Learning #28 – Topology & Manifolds: Homotopy, Knot Theory, Homology and TDA

Topology is the branch of mathematics that studies properties invariant under continuous deformation — "rubber-sheet geometry." From the classification of compact surfaces to the Jones polynomial for knots, and from simplicial homology to persistent barcodes applied to genomics data, this post traces the entire field from first definitions to modern applications.

Two shapes are topologically equivalent (homeomorphic) if one can be continuously deformed into the other without tearing or gluing. A coffee mug is homeomorphic to a donut (both have genus 1), but neither is homeomorphic to a sphere (genus 0). Beyond this pop-science starting point lies a rich hierarchy of invariants — fundamental groups, homology groups, knot polynomials, and persistent diagrams — that have found unexpected applications in neuroscience, robotics, condensed matter physics, and machine learning.
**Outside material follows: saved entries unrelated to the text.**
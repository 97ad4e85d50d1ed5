//! Error types shared by the relay crates.

use thiserror::Error;

/// Result type alias using the common error type.
pub type Result<T> = std::result::Result<T, Error>;

/// Errors raised while loading configuration and preparing a service.
#[derive(Error, Debug)]
pub enum Error {
    /// Configuration error
    #[error("Configuration error: {0}")]
    Config(String),

    /// A credential required at startup is absent
    #[error("Missing credential: {0}")]
    MissingCredential(&'static str),

    /// IO error
    #[error("IO error: {0}")]
    Io(#[from] std::io::Error),

    /// JSON serialization error
    #[error("JSON error: {0}")]
    Json(#[from] serde_json::Error),
}

impl Error {
    /// Check if this error means startup must abort.
    pub const fn is_fatal(&self) -> bool {
        matches!(self, Self::MissingCredential(_) | Self::Config(_))
    }
}
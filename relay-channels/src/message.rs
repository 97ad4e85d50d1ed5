//! Message types exchanged with the messaging client and the completion API.

use base64::Engine;
use serde::{Deserialize, Serialize};

/// Mimetype of a recorded voice note.
pub const VOICE_NOTE_MIMETYPE: &str = "audio/ogg; codecs=opus";

/// Conversation role of a turn.
#[derive(Debug, Clone, Copy, PartialEq, Eq, Serialize, Deserialize)]
#[serde(rename_all = "lowercase")]
pub enum Role {
    System,
    User,
    Assistant,
}

impl Role {
    pub const fn as_str(&self) -> &'static str {
        match self {
            Self::System => "system",
            Self::User => "user",
            Self::Assistant => "assistant",
        }
    }
}

/// One message in a conversation, tagged by role.
#[derive(Debug, Clone, PartialEq, Eq, Serialize, Deserialize)]
pub struct ChatTurn {
    pub role: Role,
    pub content: String,
}

impl ChatTurn {
    pub fn system(content: impl Into<String>) -> Self {
        Self {
            role: Role::System,
            content: content.into(),
        }
    }

    pub fn user(content: impl Into<String>) -> Self {
        Self {
            role: Role::User,
            content: content.into(),
        }
    }

    pub fn assistant(content: impl Into<String>) -> Self {
        Self {
            role: Role::Assistant,
            content: content.into(),
        }
    }
}

/// A message received by an automation session.
#[derive(Debug, Clone, Serialize, Deserialize)]
pub struct InboundMessage {
    /// Message ID assigned by the messaging client
    pub id: String,
    /// Sender address; replies go back here
    pub from: String,
    /// Text body (empty for pure media messages)
    #[serde(default)]
    pub body: String,
    /// Sent by the logged-in account itself
    #[serde(default)]
    pub from_me: bool,
    /// Originates from a group conversation
    #[serde(default)]
    pub is_group: bool,
    #[serde(default)]
    pub has_media: bool,
    /// Media mimetype when `has_media` is set
    #[serde(default)]
    pub mimetype: Option<String>,
}

impl InboundMessage {
    /// Check if the attached media is a voice note.
    pub fn is_voice_note(&self) -> bool {
        self.has_media && self.mimetype.as_deref() == Some(VOICE_NOTE_MIMETYPE)
    }
}

/// Downloaded media payload.
#[derive(Debug, Clone, PartialEq, Eq)]
pub struct Media {
    pub mimetype: String,
    pub data: Vec<u8>,
    pub filename: Option<String>,
}

impl Media {
    pub fn new(mimetype: impl Into<String>, data: Vec<u8>) -> Self {
        Self {
            mimetype: mimetype.into(),
            data,
            filename: None,
        }
    }

    pub fn with_filename(mut self, filename: impl Into<String>) -> Self {
        self.filename = Some(filename.into());
        self
    }

    /// Media data as standard base64.
    pub fn to_base64(&self) -> String {
        base64::engine::general_purpose::STANDARD.encode(&self.data)
    }
}

/// Content sent back through the messaging client.
#[derive(Debug, Clone, PartialEq, Eq)]
pub enum OutgoingContent {
    Text(String),
    Media(Media),
}

impl OutgoingContent {
    /// Get the text if this is a text message.
    pub fn text(&self) -> Option<&str> {
        match self {
            Self::Text(text) => Some(text),
            Self::Media(_) => None,
        }
    }
}

impl From<&str> for OutgoingContent {
    fn from(text: &str) -> Self {
        Self::Text(text.to_string())
    }
}

impl From<String> for OutgoingContent {
    fn from(text: String) -> Self {
        Self::Text(text)
    }
}

#[cfg(test)]
mod tests {
    use super::*;

    #[test]
    fn turn_serializes_with_lowercase_role() {
        let json = serde_json::to_value(ChatTurn::assistant("OK")).unwrap();
        assert_eq!(json, serde_json::json!({ "role": "assistant", "content": "OK" }));
    }

    #[test]
    fn inbound_message_defaults_optional_fields() {
        let msg: InboundMessage =
            serde_json::from_str(r#"{ "id": "m1", "from": "123@c.us", "body": "hi" }"#).unwrap();
        assert!(!msg.from_me);
        assert!(!msg.is_group);
        assert!(!msg.has_media);
        assert!(!msg.is_voice_note());
    }

    #[test]
    fn voice_note_requires_exact_mimetype() {
        let mut msg: InboundMessage =
            serde_json::from_str(r#"{ "id": "m1", "from": "u", "has_media": true }"#).unwrap();
        msg.mimetype = Some("audio/mpeg".into());
        assert!(!msg.is_voice_note());

        msg.mimetype = Some(VOICE_NOTE_MIMETYPE.into());
        assert!(msg.is_voice_note());
    }

    #[test]
    fn media_base64() {
        let media = Media::new("audio/mpeg", b"abc".to_vec()).with_filename("reply.mp3");
        assert_eq!(media.to_base64(), "YWJj");
        assert_eq!(media.filename.as_deref(), Some("reply.mp3"));
    }
}
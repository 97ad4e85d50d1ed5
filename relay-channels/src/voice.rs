//! Voice note handling: transcription of inbound audio and synthesized replies.
//!
//! Audio passes through a temporary file on each leg. The file is removed
//! when the call finishes, on success and on failure alike.

use crate::error::RelayError;
use crate::message::Media;
use crate::stt::SpeechToText;
use crate::tts::{AudioFormat, SynthesisOptions, TextToSpeech};
use std::path::{Path, PathBuf};
use std::sync::Arc;
use tempfile::TempPath;

/// File name of synthesized replies as seen by the recipient.
pub const REPLY_FILENAME: &str = "reply.mp3";

/// A temporary audio file, deleted on [`AudioArtifact::discard`] or drop.
#[derive(Debug)]
pub struct AudioArtifact {
    path: TempPath,
}

impl AudioArtifact {
    /// Write `data` to a fresh file in `dir`.
    pub async fn write(
        dir: &Path,
        prefix: &str,
        extension: &str,
        data: &[u8],
    ) -> Result<Self, RelayError> {
        tokio::fs::create_dir_all(dir)
            .await
            .map_err(|e| RelayError::Internal(format!("scratch dir {}: {e}", dir.display())))?;

        let path = tempfile::Builder::new()
            .prefix(&format!("{prefix}-"))
            .suffix(&format!(".{extension}"))
            .tempfile_in(dir)
            .map_err(|e| RelayError::Internal(format!("temp file: {e}")))?
            .into_temp_path();

        tokio::fs::write(&path, data)
            .await
            .map_err(|e| RelayError::Internal(format!("write {}: {e}", path.display())))?;

        Ok(Self { path })
    }

    pub fn path(&self) -> &Path {
        &self.path
    }

    pub async fn read(&self) -> Result<Vec<u8>, RelayError> {
        tokio::fs::read(&self.path)
            .await
            .map_err(|e| RelayError::Internal(format!("read {}: {e}", self.path.display())))
    }

    /// Delete the file now, logging a failed delete instead of returning it.
    pub fn discard(self) {
        let display = self.path.display().to_string();
        if let Err(e) = self.path.close() {
            let err = RelayError::Cleanup(format!("{display}: {e}"));
            tracing::warn!(error = %err, "Failed to delete audio artifact");
        }
    }
}

/// Speech collaborators plus the scratch directory they share.
pub struct VoicePipeline {
    stt: Arc<dyn SpeechToText>,
    tts: Arc<dyn TextToSpeech>,
    scratch_dir: PathBuf,
}

impl VoicePipeline {
    pub fn new(
        stt: Arc<dyn SpeechToText>,
        tts: Arc<dyn TextToSpeech>,
        scratch_dir: impl Into<PathBuf>,
    ) -> Self {
        Self {
            stt,
            tts,
            scratch_dir: scratch_dir.into(),
        }
    }

    /// Transcribe a downloaded voice note.
    pub async fn transcribe(&self, media: &Media) -> Result<String, RelayError> {
        let artifact = AudioArtifact::write(&self.scratch_dir, "voice", "ogg", &media.data).await?;

        let result = match artifact.read().await {
            Ok(bytes) => self
                .stt
                .transcribe(&bytes, "ogg")
                .await
                .map_err(|e| RelayError::Transcription(e.to_string())),
            Err(e) => Err(e),
        };

        artifact.discard();
        result
    }

    /// Synthesize a reply into sendable audio media.
    pub async fn synthesize(&self, text: &str) -> Result<Media, RelayError> {
        let options = SynthesisOptions {
            format: AudioFormat::Mp3,
            ..SynthesisOptions::default()
        };
        let audio = self
            .tts
            .synthesize(text, Some(options))
            .await
            .map_err(|e| RelayError::Synthesis(e.to_string()))?;

        let artifact = AudioArtifact::write(&self.scratch_dir, "reply", "mp3", &audio).await?;
        let result = artifact.read().await;
        artifact.discard();

        Ok(Media::new(AudioFormat::Mp3.mime_type(), result?).with_filename(REPLY_FILENAME))
    }
}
1. Topological Spaces and Continuity

The fundamental object of topology is a set X together with a collection τ of subsets (called open sets) satisfying three axioms: ∅ and X are open, arbitrary unions of open sets are open, and finite intersections of open sets are open. The pair (X, τ) is a topological space.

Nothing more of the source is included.